WHAT YOU HAVE TO DO: Reproduce all entries word for word.

PROVIDED DATA:
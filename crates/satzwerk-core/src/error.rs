// SPDX-License-Identifier: PMPL-1.0-or-later
// Copyright (c) 2026 Jonathan D.A. Jewell (hyperpolymath) <jonathan.jewell@open.ac.uk>
//
// Unified error types for Satzwerk.

use thiserror::Error;

/// Top-level error type for all Satzwerk operations.
#[derive(Debug, Error)]
pub enum SatzwerkError {
    // -- Page pipeline errors --
    #[error("layout analysis failed: {0}")]
    LayoutAnalysis(String),

    #[error("content extraction failed: {0}")]
    ContentExtraction(String),

    // -- Translation errors --
    #[error("translation failed: {0}")]
    Translation(String),

    #[error("{service}: rate limit exceeded")]
    RateLimited {
        service: String,
        /// Server-suggested wait, if the response carried one.
        retry_after_secs: Option<u64>,
    },

    #[error("network error: {0}")]
    Network(String),

    #[error("timed out: {0}")]
    Timeout(String),

    #[error("{service} API error ({status}): {message}")]
    Api {
        service: String,
        status: u16,
        message: String,
    },

    // -- Configuration --
    #[error("configuration error for {key}: {reason}")]
    Configuration { key: String, reason: String },

    // -- Document errors --
    #[error("PDF operation failed: {0}")]
    Pdf(String),

    #[error("font error: {0}")]
    Font(String),

    #[error("image processing failed: {0}")]
    Image(String),

    // -- Storage / persistence --
    #[error("database error: {0}")]
    Database(String),

    #[error("file I/O error: {0}")]
    Io(#[from] std::io::Error),

    #[error("serialization error: {0}")]
    Serialization(#[from] serde_json::Error),
}

impl SatzwerkError {
    /// Shorthand for building a [`SatzwerkError::Configuration`].
    pub fn config(key: impl Into<String>, reason: impl Into<String>) -> Self {
        Self::Configuration {
            key: key.into(),
            reason: reason.into(),
        }
    }
}

/// Alias used throughout the codebase.
pub type Result<T> = std::result::Result<T, SatzwerkError>;
// SPDX-License-Identifier: PMPL-1.0-or-later
// Copyright (c) 2026 Jonathan D.A. Jewell (hyperpolymath) <jonathan.jewell@open.ac.uk>
//
// PDF module: reading source pages, tokenizing and interpreting content
// streams, decoding source fonts, and assembling output documents.

pub mod font;
pub mod interpreter;
pub mod lexer;
pub mod reader;
pub mod writer;

pub use font::{FontTable, SourceFont};
pub use interpreter::{ContentStreamInterpreter, DecodedPage, PositionedGlyph};
pub use reader::PdfReader;
pub use writer::{OutputAssembler, PagePatches, save_document};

EXERCISE OUTPUT:
filename crates/satzwerk-core/src/error.rs
// SPDX-License-Identifier: PMPL-1.0-or-later
// Copyright (c) 2026 Jonathan D.A. Jewell (hyperpolymath) <jonathan.jewell@open.ac.uk>
//
// Unified error types for Satzwerk.

use thiserror::Error;

/// Top-level error type for all Satzwerk operations.
#[derive(Debug, Error)]
pub enum SatzwerkError {
    // -- Page pipeline errors --
    #[error("layout analysis failed: {0}")]
    LayoutAnalysis(String),

    #[error("content extraction failed: {0}")]
    ContentExtraction(String),

    // -- Translation errors --
    #[error("translation failed: {0}")]
    Translation(String),

    #[error("{service}: rate limit exceeded")]
    RateLimited {
        service: String,
        /// Server-suggested wait, if the response carried one.
        retry_after_secs: Option<u64>,
    },

    #[error("network error: {0}")]
    Network(String),

    #[error("timed out: {0}")]
    Timeout(String),

    #[error("{service} API error ({status}): {message}")]
    Api {
        service: String,
        status: u16,
        message: String,
    },

    // -- Configuration --
    #[error("configuration error for {key}: {reason}")]
    Configuration { key: String, reason: String },

    // -- Document errors --
    #[error("PDF operation failed: {0}")]
    Pdf(String),

    #[error("font error: {0}")]
    Font(String),

    #[error("image processing failed: {0}")]
    Image(String),

    // -- Storage / persistence --
    #[error("database error: {0}")]
    Database(String),

    #[error("file I/O error: {0}")]
    Io(#[from] std::io::Error),

    #[error("serialization error: {0}")]
    Serialization(#[from] serde_json::Error),
}

impl SatzwerkError {
    /// Shorthand for building a [`SatzwerkError::Configuration`].
    pub fn config(key: impl Into<String>, reason: impl Into<String>) -> Self {
        Self::Configuration {
            key: key.into(),
            reason: reason.into(),
        }
    }
}

/// Alias used throughout the codebase.
pub type Result<T> = std::result::Result<T, SatzwerkError>;
// SPDX-License-Identifier: PMPL-1.0-or-later
// Copyright (c) 2026 Jonathan D.A. Jewell (hyperpolymath) <jonathan.jewell@open.ac.uk>
//
// PDF module: reading source pages, tokenizing and interpreting content
// streams, decoding source fonts, and assembling output documents.

pub mod font;
pub mod interpreter;
pub mod lexer;
pub mod reader;
pub mod writer;

pub use font::{FontTable, SourceFont};
pub use interpreter::{ContentStreamInterpreter, DecodedPage, PositionedGlyph};
pub use reader::PdfReader;
pub use writer::{OutputAssembler, PagePatches, save_document};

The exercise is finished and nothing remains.